IEEE International Geoscience and Remote Sensing Symposium (2024)

Talks

Deep leanring

Author

于峻川 (Junchuan Yu)

Published

July 16, 2024

Poster

Motivation

Segment Anything Model (SAM) is a vision foundation model trained on more than 10 million images. It possesses zero-shot semantic segmentation capabilities and demonstrates strong performance in both natural and medical image segmentation scenarios. This suggests that SAM has powerful feature extraction capabilities. However, our tests revealed that SAM struggles with recognizing landslides, especially when the target features are similar to the background, regardless of whether prompt information is provided. Typically, transfer learning is employed to optimize the model. A common approach is to augment the original dataset with landslide samples and retrain SAM. This method results in a model with a large number of parameters, which is often prohibitive for most researchers. Another approach is to train only the last layer of the model while keeping all other parameters frozen. This method has limited effectiveness in improving recognition accuracy since it does not alter the feature extraction capabilities of the model’s encoder and is more susceptible to overfitting.

Solution

The method we employ involves adding a trainable tuning layer to the encoder to enhance the model’s feature extraction capabilities for landslides.

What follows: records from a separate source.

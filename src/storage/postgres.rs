use async_trait::async_trait;
use sqlx::error::ErrorKind;
use sqlx::postgres::{PgConnectOptions, PgPool, PgPoolOptions};
use tracing::{debug, info};

use super::schema::{self, COMPANY_COLUMNS, EVENT_COLUMNS, PERSON_COLUMNS};
use super::Storage;
use crate::config::DatabaseConfig;
use crate::error::{LoaderError, Result};
use crate::types::{Company, Event, Person, Table};

/// Postgres store holding a single connection for the life of the run
pub struct PgStorage {
    pool: PgPool,
    insert_event_sql: String,
    insert_company_sql: String,
    insert_person_sql: String,
}

impl PgStorage {
    /// Connect to Postgres. Failure here is fatal to the run.
    pub async fn connect(config: &DatabaseConfig) -> Result<Self> {
        info!(host = %config.host, database = %config.name, "Connecting to Postgres");

        let options = PgConnectOptions::new()
            .host(&config.host)
            .database(&config.name)
            .username(&config.user)
            .password(&config.password);

        let pool = PgPoolOptions::new()
            .max_connections(1)
            .connect_with(options)
            .await
            .map_err(|e| LoaderError::Database {
                message: format!("Failed to connect to database: {e}"),
            })?;

        Ok(Self {
            pool,
            insert_event_sql: schema::insert_sql(Table::Events, &EVENT_COLUMNS),
            insert_company_sql: schema::insert_sql(Table::Companies, &COMPANY_COLUMNS),
            insert_person_sql: schema::insert_sql(Table::People, &PERSON_COLUMNS),
        })
    }
}

/// Map a driver error, keeping constraint violations distinguishable.
fn insert_error(table: Table, err: sqlx::Error) -> LoaderError {
    if let sqlx::Error::Database(db_err) = &err {
        if matches!(
            db_err.kind(),
            ErrorKind::UniqueViolation
                | ErrorKind::ForeignKeyViolation
                | ErrorKind::NotNullViolation
                | ErrorKind::CheckViolation
        ) {
            return LoaderError::Constraint {
                table: table.name(),
                message: db_err.message().to_string(),
            };
        }
    }
    LoaderError::Database {
        message: format!("Failed to insert into {table}: {err}"),
    }
}

#[async_trait]
impl Storage for PgStorage {
    async fn create_schema(&self) -> Result<()> {
        info!("Creating tables if missing...");
        for ddl in schema::CREATE_ALL {
            sqlx::query(ddl)
                .execute(&self.pool)
                .await
                .map_err(|e| LoaderError::Database {
                    message: format!("Failed to create table: {e}"),
                })?;
        }
        info!("Tables ready");
        Ok(())
    }

    async fn insert_event(&self, event: &Event) -> Result<i64> {
        let id: i32 = sqlx::query_scalar(&self.insert_event_sql)
            .bind(&event.event_logo_url)
            .bind(&event.event_name)
            .bind(event.event_start_date)
            .bind(event.event_end_date)
            .bind(&event.event_venue)
            .bind(&event.event_country)
            .bind(&event.event_description)
            .bind(&event.event_url)
            .bind(&event.event_industry)
            .fetch_one(&self.pool)
            .await
            .map_err(|e| insert_error(Table::Events, e))?;
        debug!(id, "Inserted event");
        Ok(i64::from(id))
    }

    async fn insert_company(&self, company: &Company) -> Result<i64> {
        let id: i32 = sqlx::query_scalar(&self.insert_company_sql)
            .bind(&company.company_name)
            .bind(&company.company_phone)
            .bind(&company.company_address)
            .bind(&company.company_industry)
            .bind(&company.company_overview)
            .bind(&company.homepage_url)
            .bind(&company.linkedin_company_url)
            .bind(&company.homepage_base_url)
            .bind(&company.company_logo_url_on_event_page)
            .bind(&company.company_logo_url)
            .bind(&company.company_logo_match_flag)
            .bind(&company.company_logo_text)
            .bind(&company.relation_to_event)
            .bind(company.company_revenue)
            .bind(company.min_employees)
            .bind(company.max_employees)
            .bind(company.company_founding_year)
            .bind(&company.event_url)
            .fetch_one(&self.pool)
            .await
            .map_err(|e| insert_error(Table::Companies, e))?;
        debug!(id, "Inserted company");
        Ok(i64::from(id))
    }

    async fn insert_person(&self, person: &Person) -> Result<i64> {
        let id: i32 = sqlx::query_scalar(&self.insert_person_sql)
            .bind(&person.first_name)
            .bind(&person.middle_name)
            .bind(&person.last_name)
            .bind(&person.job_title)
            .bind(&person.person_city)
            .bind(&person.person_state)
            .bind(&person.person_country)
            .bind(&person.email_pattern)
            .bind(&person.email)
            .bind(&person.homepage_base_url)
            .bind(&person.duration_in_current_job)
            .bind(&person.duration_in_current_company)
            .fetch_one(&self.pool)
            .await
            .map_err(|e| insert_error(Table::People, e))?;
        debug!(id, "Inserted person");
        Ok(i64::from(id))
    }

    async fn close(&self) {
        self.pool.close().await;
        info!("Database connection closed");
    }
}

The results indicate that LandslideNet achieves better recognition accuracy compared to other well-known semantic segmentation models. Additionally, LandslideNet has the fewest trainable parameters among the other models, which means that this method can be used to transfer vision foundation models to specific application scenarios with just a single GPU card. Enabling everyone to train large models is the greatest contribution of this method.

Furthermore, we discovered that this novel transfer learning method is not only applicable to landslide recognition but also to the recognition of damaged buildings, InSAR surface deformation features, and more. Consequently, there are numerous potential avenues for exploration based on this approach, such as dynamic model optimization.